Parastygarctus mediterranicus

Scientific classification
- Kingdom: Animalia
- Phylum: Tardigrada
- Class: Heterotardigrada
- Order: Arthrotardigrada
- Family: Stygarctidae
- Genus: Parastygarctus
- Species: P. mediterranicus
- Binomial name: Parastygarctus mediterranicus Gallo D'Addabbo, Grimaldi de Zio & Sandulli, 2001

= Parastygarctus mediterranicus =

- Authority: Gallo D'Addabbo, Grimaldi de Zio & Sandulli, 2001

Species of tardigrade

Parastygarctus mediterranicus is a species of tardigrade, a member of the Stygarctidae. It is known from a few locations in the Adriatic Sea and the Tyrrhenian Sea, where it is found in coarse sand below tide level. Its rarity suggests it has specialist ecological requirements which are not well understood. The club shape of the clavae (sensory organs on the head), simple plate at the anal end of the body, and pointed projections on the sides of the body plates help distinguish it from other members of the genus.

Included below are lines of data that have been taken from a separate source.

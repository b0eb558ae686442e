/// Sounds the engine asks for. Mixing and playback live behind `AudioSink`.
#[derive(Debug, Clone, Copy, PartialEq, Eq, Hash)]
pub enum SoundCue {
    Walk,
    Run,
    Thunder,
}

pub trait AudioSink {
    fn play(&mut self, cue: SoundCue, looped: bool, volume: f32);
    fn stop(&mut self, cue: SoundCue);
}

/// Sink that drops every request.
#[derive(Debug, Default, Clone, Copy)]
pub struct Silent;

impl AudioSink for Silent {
    fn play(&mut self, _cue: SoundCue, _looped: bool, _volume: f32) {}

    fn stop(&mut self, _cue: SoundCue) {}
}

==Anatomy and morphology==
P. mediterranicus is typically 107 µm long.

The cephalic plate covering its head is 58 µm wide and 25 µm high. Like other members of Parastygarctus, the cephalic plate is divided into two lobes, and bears a full set of seven sensory cirri and two pairs of sensory organs known as clavae. The antero-ventral lobe bears a pair of internal cirri 13 µm long. The other sensory organs are on the dorsal lobe, which is further subdivided into a medio-lateral lobe and a lateral lobe on each side. The medio-lateral lobes bear external cirri 16 µm long adjacent to secondary clavae 7 µm long, while the lateral lobes bear lateral cirri and primary clavae of the same dimensions. A single medial cirrus is located on the midline of the dorsal lobe, close to the anterior edge. All seven cirri have a scapus (base), from which a short thin tube exends, bearing a flagellar portion at the apex. The clavae are club-shaped, which helps to distinguish it from other species in the genus.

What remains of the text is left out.